Therefore, you would think that they would be appeasing the customers, instead of alienating them?
Djordje



ArchiCAD since 4.55 ... 1995
HP Omen
Anonymous
Not applicable
I had an interesting email conversation with Alan Baikie of Graphisoft UK back in february.


........................................
Edited by Moderator:
I have removed the content of this post as I was informed that Lennox was placing a private email conversation with GS UK onto AC-Talk without the permission of the other party.
I have sent a Private Message to Lennox yesterday asking him for removal.
He has not answered me yet so I decided to act in the meantime.

Of course, Lennox is completely free to describe the email conversation between himself and GS UK with his own words. Her may edit this post or write a new one in this thread.

I wrote the same message in another post later in this thread so when Lennox edits this post he may freely delete my modifications:

http://archicad-talk.graphisoft.com/viewtopic.php?p=148591#148591

Laszlo Nagy
AC-Talk Moderator, Site Admin


........................................
TomWaltz
Participant
Samovar wrote:
When we design a building (or whatever) for a client, we license them to use our design to produce that building.

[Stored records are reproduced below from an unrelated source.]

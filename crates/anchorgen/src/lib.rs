//! # anchorgen
//!
//! Builds the trust anchor table a certificate path validator starts from.
//!
//! Input is a bundle of PEM root certificates, each annotated with the
//! SHA-256 of its SubjectPublicKeyInfo. Output is one [`TrustAnchor`] per
//! certificate: subject, SPKI and optional name constraints, ordered by
//! SPKI hash. Name constraints for a few CAs are replaced by a curated
//! override table, matched by exact subject bytes.
//!
//! ## Data Flow
//!
//! ```text
//! bundle text
//!   -> split_bundle() + annotations        (decoder::bundle)
//!   -> decode_pem_block() + extract_fields  (decoder)
//!   -> CertificateRecord per certificate
//!   -> integrity check, CA policy, override lookup, dedup
//!   -> AnchorTable sorted by SPKI hash      (assembler)
//! ```
//!
//! Every failure aborts the whole run; there is no partial table.

pub mod assembler;
pub mod config;
pub mod decoder;
pub mod hash;
pub mod name_constraints;
pub mod overrides;
pub mod table;

pub use anchorgen_core::*;
pub use assembler::Assembler;
pub use config::PipelineConfig;
pub use overrides::{OverrideTable, BUILTIN_OVERRIDES};
pub use table::{spki_value, table_digest, to_json};

/// Build the anchor table for `bundle` with the built-in overrides.
///
/// # Errors
///
/// The first decoding, integrity, duplicate or CA-policy failure.
pub fn build_anchor_table(bundle: &str, config: &PipelineConfig) -> Result<AnchorTable> {
    Assembler::new(config.clone()).assemble(bundle)
}
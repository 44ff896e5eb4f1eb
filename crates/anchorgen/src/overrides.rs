//! Curated name-constraint overrides.
//!
//! Some CAs are trusted only for a national namespace even though their
//! certificates carry no (or weaker) name constraints. The entries below
//! follow Mozilla's NSS policy in `lib/certdb/genname.c`, so that the table
//! restricts these anchors the same way the Mozilla root program does.
//!
//! Keys are compared as exact bytes against a certificate's subject `Name`
//! value. Nothing here parses or normalizes distinguished names.

use anchorgen_core::OverrideEntry;
use tracing::debug;

const NSS_GENNAME: &str = "https://hg.mozilla.org/projects/nss/file/tip/lib/certdb/genname.c";

/// Subject of IGC/A, the root of the Agence Nationale de la Securite des
/// Systemes d'Information (ANSSI).
pub const ANSSI_SUBJECT_DN: &[u8] = b"\
    \x31\x0B\x30\x09\x06\x03\x55\x04\x06\x13\x02FR\
    \x31\x0F\x30\x0D\x06\x03\x55\x04\x08\x13\x06France\
    \x31\x0E\x30\x0C\x06\x03\x55\x04\x07\x13\x05Paris\
    \x31\x10\x30\x0E\x06\x03\x55\x04\x0A\x13\x07PM/SGDN\
    \x31\x0E\x30\x0C\x06\x03\x55\x04\x0B\x13\x05DCSSI\
    \x31\x0E\x30\x0C\x06\x03\x55\x04\x03\x13\x05IGC/A\
    \x31\x23\x30\x21\x06\x09\x2A\x86\x48\x86\xF7\x0D\x01\x09\x01\
    \x16\x14igca@sgdn.pm.gouv.fr";

/// French government and overseas territory TLDs.
pub const ANSSI_NAME_CONSTRAINTS: &[u8] = b"\
    \x30\x5D\xA0\x5B\
    \x30\x05\x82\x03.fr\
    \x30\x05\x82\x03.gp\
    \x30\x05\x82\x03.gf\
    \x30\x05\x82\x03.mq\
    \x30\x05\x82\x03.re\
    \x30\x05\x82\x03.yt\
    \x30\x05\x82\x03.pm\
    \x30\x05\x82\x03.bl\
    \x30\x05\x82\x03.mf\
    \x30\x05\x82\x03.wf\
    \x30\x05\x82\x03.pf\
    \x30\x05\x82\x03.nc\
    \x30\x05\x82\x03.tf";

/// Subject of TUBITAK Kamu SM SSL Kok Sertifikasi - Surum 1.
pub const TUBITAK1_SUBJECT_DN: &[u8] = b"\
    \x31\x0b\x30\x09\x06\x03\x55\x04\x06\x13\x02TR\
    \x31\x18\x30\x16\x06\x03\x55\x04\x07\x13\x0fGebze - Kocaeli\
    \x31\x42\x30\x40\x06\x03\x55\x04\x0a\x13\x39Turkiye Bilimsel ve Teknolojik Arastirma Kurumu - TUBITAK\
    \x31\x2d\x30\x2b\x06\x03\x55\x04\x0b\x13\x24Kamu Sertifikasyon Merkezi - Kamu SM\
    \x31\x36\x30\x34\x06\x03\x55\x04\x03\x13\x2dTUBITAK Kamu SM SSL Kok Sertifikasi - Surum 1";

/// Turkish public-sector second-level domains.
pub const TUBITAK1_NAME_CONSTRAINTS: &[u8] = b"\
    \x30\x65\xa0\x63\
    \x30\x09\x82\x07.gov.tr\
    \x30\x09\x82\x07.k12.tr\
    \x30\x09\x82\x07.pol.tr\
    \x30\x09\x82\x07.mil.tr\
    \x30\x09\x82\x07.tsk.tr\
    \x30\x09\x82\x07.kep.tr\
    \x30\x09\x82\x07.bel.tr\
    \x30\x09\x82\x07.edu.tr\
    \x30\x09\x82\x07.org.tr";

/// Overrides applied by default.
pub const BUILTIN_OVERRIDES: &[OverrideEntry<'static>] = &[
    OverrideEntry {
        name: "ANSSI IGC/A",
        subject_dn: ANSSI_SUBJECT_DN,
        name_constraints: ANSSI_NAME_CONSTRAINTS,
        source: NSS_GENNAME,
    },
    OverrideEntry {
        name: "TUBITAK Kamu SM SSL Kok Sertifikasi - Surum 1",
        subject_dn: TUBITAK1_SUBJECT_DN,
        name_constraints: TUBITAK1_NAME_CONSTRAINTS,
        source: NSS_GENNAME,
    },
];

/// Read-only map from subject bytes to imposed name constraints.
///
/// Small enough that a linear scan beats anything cleverer. Keys must be
/// unique; [`OverrideTable::new`] does not check.
#[derive(Debug, Clone, Copy)]
pub struct OverrideTable<'a> {
    entries: &'a [OverrideEntry<'a>],
}

impl<'a> OverrideTable<'a> {
    #[must_use]
    pub const fn new(entries: &'a [OverrideEntry<'a>]) -> Self {
        Self { entries }
    }

    /// An empty table: no certificate is overridden.
    #[must_use]
    pub const fn empty() -> Self {
        Self { entries: &[] }
    }

    /// Entry whose key equals `subject_dn` exactly.
    #[must_use]
    pub fn find(&self, subject_dn: &[u8]) -> Option<&'a OverrideEntry<'a>> {
        self.entries.iter().find(|e| e.subject_dn == subject_dn)
    }

    /// Name constraints imposed on `subject_dn`, if any.
    #[must_use]
    pub fn lookup(&self, subject_dn: &[u8]) -> Option<&'a [u8]> {
        let entry = self.find(subject_dn)?;
        debug!(ca = entry.name, source = entry.source, "name constraints override matched");
        Some(entry.name_constraints)
    }

    #[must_use]
    pub const fn entries(&self) -> &'a [OverrideEntry<'a>] {
        self.entries
    }
}

impl OverrideTable<'static> {
    /// The built-in ANSSI and TUBITAK overrides.
    #[must_use]
    pub const fn builtin() -> Self {
        Self::new(BUILTIN_OVERRIDES)
    }
}

impl Default for OverrideTable<'static> {
    fn default() -> Self {
        Self::builtin()
    }
}

/// Look up `subject_dn` in the built-in overrides.
#[must_use]
pub fn lookup(subject_dn: &[u8]) -> Option<&'static [u8]> {
    OverrideTable::builtin().lookup(subject_dn)
}

#[cfg(test)]
mod tests {
    use super::*;
    use x509_parser::der_parser::asn1_rs::FromDer;
    use x509_parser::extensions::NameConstraints;
    use x509_parser::x509::X509Name;

    #[test]
    fn builtin_keys_are_unique() {
        let entries = OverrideTable::builtin().entries();
        for (i, a) in entries.iter().enumerate() {
            for b in &entries[i + 1..] {
                assert_ne!(a.subject_dn, b.subject_dn, "{} and {}", a.name, b.name);
            }
        }
    }

    #[test]
    fn builtin_values_are_permitted_dns_subtrees() {
        let counts = [13, 9];
        for (entry, count) in OverrideTable::builtin().entries().iter().zip(counts) {
            let (rest, nc) = NameConstraints::from_der(entry.name_constraints).unwrap();
            assert!(rest.is_empty(), "{}", entry.name);
            assert_eq!(nc.permitted_subtrees.map(|p| p.len()), Some(count), "{}", entry.name);
            assert!(nc.excluded_subtrees.is_none(), "{}", entry.name);
        }
    }

    #[test]
    fn builtin_keys_are_name_values() {
        for entry in OverrideTable::builtin().entries() {
            // keys omit the outer SEQUENCE header of the Name
            let name = yasna::construct_der(|w| {
                w.write_sequence(|w| w.next().write_der(entry.subject_dn));
            });
            let (rest, name) = X509Name::from_der(&name).unwrap();
            assert!(rest.is_empty(), "{}", entry.name);
            assert!(name.iter_common_name().next().is_some(), "{}", entry.name);
        }
    }

    #[test]
    fn lookup_matches_exact_subject() {
        assert_eq!(lookup(ANSSI_SUBJECT_DN), Some(ANSSI_NAME_CONSTRAINTS));
        assert_eq!(lookup(TUBITAK1_SUBJECT_DN), Some(TUBITAK1_NAME_CONSTRAINTS));
    }

    #[test]
    fn lookup_misses_near_matches() {
        assert_eq!(lookup(b""), None);
        assert_eq!(lookup(&ANSSI_SUBJECT_DN[..ANSSI_SUBJECT_DN.len() - 1]), None);

        let mut upper = ANSSI_SUBJECT_DN.to_vec();
        let last = upper.len() - 1;
        upper[last] = b'R';
        assert_eq!(lookup(&upper), None);
    }

    #[test]
    fn custom_and_empty_tables() {
        let custom = [OverrideEntry {
            name: "test",
            subject_dn: b"\x31\x00",
            name_constraints: b"\x30\x00",
            source: "unit test",
        }];
        let table = OverrideTable::new(&custom);
        assert_eq!(table.lookup(b"\x31\x00"), Some(&b"\x30\x00"[..]));
        assert_eq!(table.lookup(ANSSI_SUBJECT_DN), None);
        assert!(OverrideTable::empty().lookup(ANSSI_SUBJECT_DN).is_none());
    }
}
//! Table digest and serialization.

use anchorgen_core::{AnchorError, AnchorTable, Result, TrustAnchor};

use crate::decoder::der_value;
use crate::hash::FieldHasher;

const CONSTRAINED: u8 = 1;
const UNCONSTRAINED: u8 = 0;

/// Compute a digest identifying the exact content and order of a table.
///
/// Two runs over the same bundle must produce the same digest; comparing
/// digests is the cheap way to check a rebuild. Each anchor contributes its
/// subject, SPKI and name constraints as length-prefixed fields, with a
/// marker byte distinguishing absent constraints from empty ones.
#[must_use]
pub fn table_digest(table: &AnchorTable) -> String {
    let mut hasher = FieldHasher::new();
    hasher.field(&(table.len() as u64).to_be_bytes());
    for anchor in table {
        hasher.field(&anchor.subject);
        hasher.field(&anchor.spki);
        match &anchor.name_constraints {
            Some(nc) => {
                hasher.marker(CONSTRAINED);
                hasher.field(nc);
            }
            None => hasher.marker(UNCONSTRAINED),
        }
    }
    hasher.finish()
}

/// SubjectPublicKeyInfo content octets of `anchor`, without the outer
/// SEQUENCE header.
///
/// This is the form webpki expects alongside the subject value.
///
/// # Errors
///
/// Returns `AnchorError::CertificateParse` if `anchor.spki` is not one
/// complete DER element.
pub fn spki_value(anchor: &TrustAnchor) -> Result<&[u8]> {
    der_value(&anchor.spki)
}

/// Pretty-printed JSON array of the table's anchors.
pub fn to_json(table: &AnchorTable) -> Result<String> {
    serde_json::to_string_pretty(table).map_err(|e| AnchorError::Encoding(e.to_string()))
}

#[cfg(test)]
mod tests {
    use super::*;
    use anchorgen_core::SpkiFingerprint;

    fn anchor(seed: u8, name_constraints: Option<Vec<u8>>) -> TrustAnchor {
        TrustAnchor {
            subject: vec![0x31, seed],
            spki: vec![0x30, seed],
            name_constraints,
            provenance: String::new(),
            fingerprint: SpkiFingerprint::new([seed; 32]),
        }
    }

    #[test]
    fn digest_is_stable() {
        let table = AnchorTable::new(vec![anchor(1, None), anchor(2, Some(vec![0x30, 0x00]))]);
        assert_eq!(table_digest(&table), table_digest(&table.clone()));
        assert_eq!(table_digest(&table).len(), 64);
    }

    #[test]
    fn digest_ignores_provenance() {
        let mut annotated = anchor(1, None);
        annotated.provenance = "# Label: \"x\"".into();
        assert_eq!(
            table_digest(&AnchorTable::new(vec![anchor(1, None)])),
            table_digest(&AnchorTable::new(vec![annotated]))
        );
    }

    #[test]
    fn digest_distinguishes_absent_from_empty_constraints() {
        let absent = AnchorTable::new(vec![anchor(1, None)]);
        let empty = AnchorTable::new(vec![anchor(1, Some(Vec::new()))]);
        assert_ne!(table_digest(&absent), table_digest(&empty));
    }

    #[test]
    fn digest_covers_every_anchor() {
        let one = AnchorTable::new(vec![anchor(1, None)]);
        let two = AnchorTable::new(vec![anchor(1, None), anchor(2, None)]);
        assert_ne!(table_digest(&one), table_digest(&two));
        assert_ne!(table_digest(&one), table_digest(&AnchorTable::default()));
    }

    #[test]
    fn json_lists_anchors_in_order() {
        let table = AnchorTable::new(vec![anchor(2, None), anchor(1, Some(vec![0x30, 0x00]))]);
        let value: serde_json::Value = serde_json::from_str(&to_json(&table).unwrap()).unwrap();
        let anchors = value.as_array().unwrap();
        assert_eq!(anchors[0]["subject"], "3101");
        assert_eq!(anchors[0]["name_constraints"], "3000");
        assert_eq!(anchors[1]["spki"], "3002");
        assert!(anchors[1]["name_constraints"].is_null());
    }

    #[test]
    fn spki_value_drops_the_sequence_header() {
        let mut key = anchor(1, None);
        key.spki = vec![0x30, 0x02, 0x05, 0x00];
        assert_eq!(spki_value(&key).unwrap(), &[0x05, 0x00]);

        // the placeholder spki [0x30, 0x01] claims a content octet it lacks
        assert!(matches!(
            spki_value(&anchor(1, None)),
            Err(AnchorError::CertificateParse { .. })
        ));
    }
}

They do not own the design, or even the copies of the drawings. We retain the copyright.

They cannot sell-on our design to another without paying us.

We buy a licence from GS to use their software to make our product (building designs). We don't own the software or have any other rights to it.

Allowing us to sell-on a key at all is pretty generous. The debate is about how much GS should be paid to allow it. If you stop to think how important the software is to your business $2000 seems fair enough to me.
You're right, they cannot sell the design, just as we can't reverse engineer the source code for Archicad. This is more like saying "It's our design and you bought it, so you can never sell the building."

None of us expected to make money selling our old Archicad licenses, but at the time we bought them, there was a policy in place saying that we could and what it would cost.

To change that without notice is truly the lowest of the low. It makes me kind of glad my company has been pulling away from Archicad for the last year.
Tom Waltz
Karl Ottenstein
Moderator
TomWaltz wrote:
None of us expected to make money selling our old Archicad licenses, but at the time we bought them, there was a policy in place saying that we could and what it would cost.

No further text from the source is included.